Othere and Wulfstan reported their journey around the northern coast of Norway in such a way as to describe its shape: recording the land to lie either to their steering board side or the other. Whether they committed this information to memory or to a scratched image on their ship’s timbers is irrelevant; they were, in fact, creating and visualising, a map, at least in their imagination..
It is inconceivable that, before calf skin and ink, human beings would not draw a diagram in the sand or on a wall with charcoal if it became necessary to describe a route of travel, or the shape of a ship, or the shape of a roof. The fact that these sketches were ephemeral communications was no problem for them, but has seemed to be an enormous problem for historians – who only acknowledge the artistically drawn maps on vellum by monks with more on their agendas than geometric accuracy. For myself, as an engineer who has many times found it far easier to draw an impromptu sketch with whatever implements were at hand for the benefit of manual workmen, I can assure these experts that that is what happens among relatively inarticulate men – who often possess an extra-ordinary spatial and graphical capability. How else would the Scandinavians have built their ships?
Geometry is a practical subject. You need it to build and make things. And, if you are a sailor who must avoid the rocks ahead by balancing the angle of the sail, to the forward motion of the ship and the direction of the wind, you must possess an intuitive geometric capability. It is interesting that Bede and Alcuin produced highly competent arithmetic works but very little on geometry. But then they wouldn’t, would they … because they were not practical men. It is not, therefore, surprising that the manuscripts of the seventh to ninth centuries contain no serious, practical, maps or construction drawings, but that does not mean that they did not exist – they were most likely scratched into the mud.

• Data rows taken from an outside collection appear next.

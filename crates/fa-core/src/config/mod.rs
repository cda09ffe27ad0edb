//! Configuration management for forwagent

mod agent;
mod server;

pub use agent::AgentConfig;
pub use server::ServerConfig;

use crate::error::ConfigError;
use serde::{Deserialize, Serialize};
use std::path::{Path, PathBuf};

/// File name of the private key inside the configuration directory
pub const KEY_FILE: &str = "key.pem";
/// File name of the own certificate inside the configuration directory
pub const CERT_FILE: &str = "cert.pem";
/// File name of the trust bundle inside the configuration directory
pub const TRUSTED_FILE: &str = "trusted.pem";

/// Optional settings file inside the configuration directory
pub const CONFIG_FILE: &str = "config.toml";

/// Default port shared by both roles
pub const DEFAULT_PORT: u16 = 4711;

/// Get the default configuration directory
pub fn default_config_dir() -> PathBuf {
    dirs::home_dir()
        .unwrap_or_else(|| PathBuf::from("."))
        .join(".forwagent")
}

/// Get the GnuPG home directory (`$GNUPGHOME`, else `~/.gnupg`)
pub fn default_gnupg_dir() -> PathBuf {
    std::env::var_os("GNUPGHOME")
        .filter(|v| !v.is_empty())
        .map(PathBuf::from)
        .unwrap_or_else(|| {
            dirs::home_dir()
                .unwrap_or_else(|| PathBuf::from("."))
                .join(".gnupg")
        })
}

/// Fail with [`ConfigError::MissingDir`] unless `dir` is an existing directory
pub fn ensure_config_dir(dir: &Path) -> Result<(), ConfigError> {
    if dir.is_dir() {
        Ok(())
    } else {
        Err(ConfigError::MissingDir(dir.to_path_buf()))
    }
}

/// Contents of `config.toml`
#[derive(Debug, Clone, Default, Serialize, Deserialize)]
#[serde(default)]
pub struct ConfigFile {
    /// Settings for `forwagent agent`
    pub agent: AgentConfig,
    /// Settings for `forwagent server`
    pub server: ServerConfig,
}

impl ConfigFile {
    /// Load `path` if it exists, otherwise fall back to defaults.
    ///
    /// A file that exists but does not parse is still an error.
    pub fn load_or_default(path: &Path) -> Result<Self, ConfigError> {
        match load_config(path) {
            Ok(config) => Ok(config),
            Err(ConfigError::NotFound(_)) => {
                tracing::debug!("No config at {:?}, using defaults", path);
                Ok(Self::default())
            }
            Err(e) => Err(e),
        }
    }
}

/// Paths of the three bootstrap artifacts
#[derive(Debug, Clone, PartialEq, Eq)]
pub struct TrustPaths {
    /// PEM private key
    pub key: PathBuf,
    /// PEM certificate presented to peers
    pub cert: PathBuf,
    /// PEM bundle of pinned peer certificates
    pub trusted: PathBuf,
}

impl TrustPaths {
    /// Standard artifact locations inside a configuration directory
    pub fn in_dir(dir: &Path) -> Self {
        Self {
            key: dir.join(KEY_FILE),
            cert: dir.join(CERT_FILE),
            trusted: dir.join(TRUSTED_FILE),
        }
    }
}

/// Load configuration from a file
pub fn load_config<T: serde::de::DeserializeOwned>(path: &Path) -> Result<T, ConfigError> {
    if !path.exists() {
        return Err(ConfigError::NotFound(path.to_path_buf()));
    }

    let content = std::fs::read_to_string(path)
        .map_err(|e| ConfigError::Invalid(format!("Failed to read config: {}", e)))?;

    let config: T = toml::from_str(&content)?;
    Ok(config)
}

/// Save configuration to a file
pub fn save_config<T: serde::Serialize>(path: &Path, config: &T) -> Result<(), ConfigError> {
    let content = toml::to_string_pretty(config)?;

    // Ensure parent directory exists
    if let Some(parent) = path.parent() {
        std::fs::create_dir_all(parent)
            .map_err(|e| ConfigError::Invalid(format!("Failed to create config dir: {}", e)))?;
    }

    std::fs::write(path, content)
        .map_err(|e| ConfigError::Invalid(format!("Failed to write config: {}", e)))?;

    Ok(())
}

#[cfg(test)]
mod tests {
    use super::*;
    use tempfile::TempDir;

    #[test]
    fn test_missing_config_file_uses_defaults() {
        let dir = TempDir::new().unwrap();
        let config = ConfigFile::load_or_default(&dir.path().join("config.toml")).unwrap();
        assert_eq!(config.agent.port, DEFAULT_PORT);
        assert_eq!(config.server.interface, "127.0.0.1");
    }

    #[test]
    fn test_partial_config_fills_defaults() {
        let dir = TempDir::new().unwrap();
        let path = dir.path().join("config.toml");
        std::fs::write(&path, "[server]\nport = 9000\n").unwrap();

        let config = ConfigFile::load_or_default(&path).unwrap();
        assert_eq!(config.server.port, 9000);
        assert_eq!(config.server.interface, "127.0.0.1");
        assert_eq!(config.agent.port, DEFAULT_PORT);
        assert!(config.server.ensure_agent);
    }

    #[test]
    fn test_malformed_config_is_an_error() {
        let dir = TempDir::new().unwrap();
        let path = dir.path().join("config.toml");
        std::fs::write(&path, "[server\nport = ").unwrap();

        assert!(matches!(
            ConfigFile::load_or_default(&path),
            Err(ConfigError::Parse(_))
        ));
    }

    #[test]
    fn test_save_then_load() {
        let dir = TempDir::new().unwrap();
        let path = dir.path().join("nested").join("config.toml");

        let mut config = ConfigFile::default();
        config.agent.interface = "10.0.0.2".to_string();
        config.agent.socket_dir = Some(PathBuf::from("/run/user/1000/gnupg"));
        save_config(&path, &config).unwrap();

        let loaded: ConfigFile = load_config(&path).unwrap();
        assert_eq!(loaded.agent.interface, "10.0.0.2");
        assert_eq!(
            loaded.agent.socket_dir,
            Some(PathBuf::from("/run/user/1000/gnupg"))
        );
    }

    #[test]
    fn test_ensure_config_dir() {
        let dir = TempDir::new().unwrap();
        assert!(ensure_config_dir(dir.path()).is_ok());
        assert!(matches!(
            ensure_config_dir(&dir.path().join("missing")),
            Err(ConfigError::MissingDir(_))
        ));
    }

    #[test]
    fn test_trust_paths() {
        let paths = TrustPaths::in_dir(Path::new("/home/u/.forwagent"));
        assert_eq!(paths.key, PathBuf::from("/home/u/.forwagent/key.pem"));
        assert_eq!(paths.cert, PathBuf::from("/home/u/.forwagent/cert.pem"));
        assert_eq!(paths.trusted, PathBuf::from("/home/u/.forwagent/trusted.pem"));
    }
}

So what does all this mean? Well … look at the Danelaw boundary on a modern map of England. For the most part it follows Watling Street. Indeed, in the 878 Treaty, Watling Street is specifically mentioned. The boundary is a near straight diagonal that neatly divides the land into two parts. Is this a mere coincidence, or was it the intentional result of a geometric awareness of the shape of the British Isles – acknowledged by both the West Saxons and the Danes?